Additionally, the United States encourages human rights violators to continue to torture though the extraordinary rendition program. This has proved true in Sudan and Zimbabwe, which have justified "disappearances" of foes to the ruling regimes on the grounds that the US also "disappears" people. Zimbabwe's representative to the UN Human Rights Commission brushed off American criticism of abuses by his government, saying, "Those who live in a glass house should not throw stones ... [America has] a lot of dirt on its hands." Additionally, in a meeting with representatives from Human Rights Watch, Egyptian Prime Minister Ahmed Nazif responded to allegation of torture on the part of his security forces by stating, "We’re just doing what the United States does."

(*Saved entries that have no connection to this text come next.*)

use crossterm::event::{poll, read, Event, KeyCode, KeyEvent, KeyModifiers};
use crossterm::terminal;
use log::{debug, warn};
use std::collections::{HashMap, VecDeque};
use std::io;
use std::time::{Duration, Instant};

pub const KEY_COUNT: usize = 16;

/// map of characters read from the keyboard to what the chip8 might expect
/// where '1' => 0x01 and 'a' => 0x0a
const CHIP8_LITERAL_KEYMAP: [(char, u8); KEY_COUNT] = [
    ('0', 0x00),
    ('1', 0x01),
    ('2', 0x02),
    ('3', 0x03),
    ('4', 0x04),
    ('5', 0x05),
    ('6', 0x06),
    ('7', 0x07),
    ('8', 0x08),
    ('9', 0x09),
    ('a', 0x0a),
    ('b', 0x0b),
    ('c', 0x0c),
    ('d', 0x0d),
    ('e', 0x0e),
    ('f', 0x0f),
];

/// ditto using left-hand side of qwerty keyboard
const CHIP8_CONVENTIONAL_KEYMAP: [(char, u8); KEY_COUNT] = [
    ('x', 0x00),
    ('1', 0x01),
    ('2', 0x02),
    ('3', 0x03),
    ('q', 0x04),
    ('w', 0x05),
    ('e', 0x06),
    ('a', 0x07),
    ('s', 0x08),
    ('d', 0x09),
    ('z', 0x0a),
    ('c', 0x0b),
    ('4', 0x0c),
    ('r', 0x0d),
    ('f', 0x0e),
    ('v', 0x0f),
];

/// which host keys stand in for the COSMAC hex keypad
#[derive(Clone, Copy, Debug, PartialEq, Eq, clap::ValueEnum)]
pub enum KeyLayout {
    /// 1234 / qwer / asdf / zxcv block
    Conventional,
    /// 0-9 and a-f
    Literal,
}

impl KeyLayout {
    pub fn keymap(self) -> HashMap<char, u8> {
        match self {
            KeyLayout::Conventional => HashMap::from(CHIP8_CONVENTIONAL_KEYMAP),
            KeyLayout::Literal => HashMap::from(CHIP8_LITERAL_KEYMAP),
        }
    }
}

/// The machine's view of the 16-key pad: the latest snapshot from the host,
/// plus the one before it so that fresh presses can be told apart from held
/// keys.
#[derive(Clone, Debug, Default)]
pub struct Keypad {
    down: [bool; KEY_COUNT],
    previous: [bool; KEY_COUNT],
}

impl Keypad {
    pub fn new() -> Self {
        Keypad::default()
    }

    /// replace the key state with the codes the host reports as down
    pub fn set_snapshot(&mut self, keys: &[u8]) {
        self.previous = self.down;
        self.down = [false; KEY_COUNT];
        for &key in keys {
            match self.down.get_mut(key as usize) {
                Some(k) => *k = true,
                None => warn!("ignoring key code 0x{:02x} from host", key),
            }
        }
    }

    /// codes above 0xF are never down
    pub fn is_down(&self, key: u8) -> bool {
        self.down.get(key as usize).copied().unwrap_or(false)
    }

    /// lowest key that is down now but wasn't in the previous snapshot
    pub fn newly_pressed(&self) -> Option<u8> {
        (0..KEY_COUNT)
            .find(|&k| self.down[k] && !self.previous[k])
            .map(|k| k as u8)
    }
}

/// reads keypresses from the host
pub trait Input {
    /// get a list of all the mapped keys that are currently down, without
    /// flushing them from the buffer
    fn peek_keys(&mut self) -> Result<&[u8], io::Error>;

    /// flush all the keypresses from the buffer
    fn flush_keys(&mut self) -> Result<(), io::Error>;

    /// has the user asked to close the machine?
    fn quit_requested(&self) -> bool;
}

/// Terminal keyboard, read through crossterm in raw mode.
///
/// Terminals only report presses (and autorepeat), never releases, so a key
/// counts as down for `hold` after the last time it was seen.
pub struct StdinInput {
    buffer: Vec<u8>,
    held: HashMap<u8, Instant>,
    keymap: HashMap<char, u8>,
    hold: Duration,
    quit: bool,
}

impl StdinInput {
    pub fn new(layout: KeyLayout, hold: Duration) -> Result<Self, io::Error> {
        terminal::enable_raw_mode()?;
        Ok(StdinInput {
            buffer: Vec::new(),
            held: HashMap::new(),
            keymap: layout.keymap(),
            hold,
            quit: false,
        })
    }

    fn read_stdin(&mut self) -> Result<(), io::Error> {
        let now = Instant::now();
        while poll(Duration::from_millis(0))? {
            match read()? {
                Event::Key(KeyEvent {
                    code: KeyCode::Esc, ..
                }) => {
                    debug!("escape pressed, quitting");
                    self.quit = true;
                }
                Event::Key(KeyEvent {
                    code: KeyCode::Char('c'),
                    modifiers,
                    ..
                }) if modifiers.contains(KeyModifiers::CONTROL) => {
                    debug!("ctrl-c pressed, quitting");
                    self.quit = true;
                }
                Event::Key(KeyEvent {
                    code: KeyCode::Char(key),
                    ..
                }) => match self.keymap.get(&key.to_ascii_lowercase()) {
                    Some(&mapped_key) => {
                        self.held.insert(mapped_key, now);
                    }
                    None => debug!("can't map {:?} to a COSMAC key", key),
                },
                Event::Key(evt) => debug!("unknown key event received: {:?}", evt),
                _ => {}
            }
        }

        let hold = self.hold;
        self.held
            .retain(|_, seen| now.saturating_duration_since(*seen) < hold);
        self.buffer.clear();
        self.buffer.extend(self.held.keys());
        self.buffer.sort_unstable();
        Ok(())
    }
}

impl Drop for StdinInput {
    fn drop(&mut self) {
        let _ = terminal::disable_raw_mode();
    }
}

impl Input for StdinInput {
    fn peek_keys(&mut self) -> Result<&[u8], io::Error> {
        self.read_stdin()?;
        Ok(self.buffer.as_slice())
    }

    fn flush_keys(&mut self) -> Result<(), io::Error> {
        self.read_stdin()?;
        self.held.clear();
        self.buffer.clear();
        Ok(())
    }

    fn quit_requested(&self) -> bool {
        self.quit
    }
}

/// dummy Input implementation for testing: replays one snapshot per poll,
/// then holds the last one
pub struct DummyInput {
    frames: VecDeque<Vec<u8>>,
    current: Vec<u8>,
    polls: usize,
    quit_after: Option<usize>,
}

impl DummyInput {
    /// the same keys are down on every poll
    pub fn new(keys: &[u8]) -> Self {
        DummyInput {
            frames: VecDeque::new(),
            current: Vec::from(keys),
            polls: 0,
            quit_after: None,
        }
    }

    pub fn scripted(frames: Vec<Vec<u8>>) -> Self {
        DummyInput {
            frames: frames.into(),
            current: Vec::new(),
            polls: 0,
            quit_after: None,
        }
    }

    /// ask to quit once `polls` snapshots have been taken
    pub fn quit_after(mut self, polls: usize) -> Self {
        self.quit_after = Some(polls);
        self
    }

    pub fn polls(&self) -> usize {
        self.polls
    }
}

impl Input for DummyInput {
    fn peek_keys(&mut self) -> Result<&[u8], io::Error> {
        self.polls += 1;
        if let Some(next) = self.frames.pop_front() {
            self.current = next;
        }
        Ok(self.current.as_slice())
    }

    fn flush_keys(&mut self) -> Result<(), io::Error> {
        self.current.clear();
        Ok(())
    }

    fn quit_requested(&self) -> bool {
        self.quit_after.map_or(false, |n| self.polls >= n)
    }
}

Not only does extraordinary rendition empower local factions who are opposed to the development of democracy, it is also a powerful recruiting tool for al-Qaeda. In a hearing before the Senate Committee on Foreign Relations, chairman Biden asserted, "In our long-term effort to stem the tide of international terrorism, our commitments to the rule of law and to individual rights and civil liberties are among our most formidable weapons ... the controversial aspects of the United States government’s use of rendition have been used by propagandists and recruiters to fuel and sustain international terrorist organizations with a constant stream of new recruits."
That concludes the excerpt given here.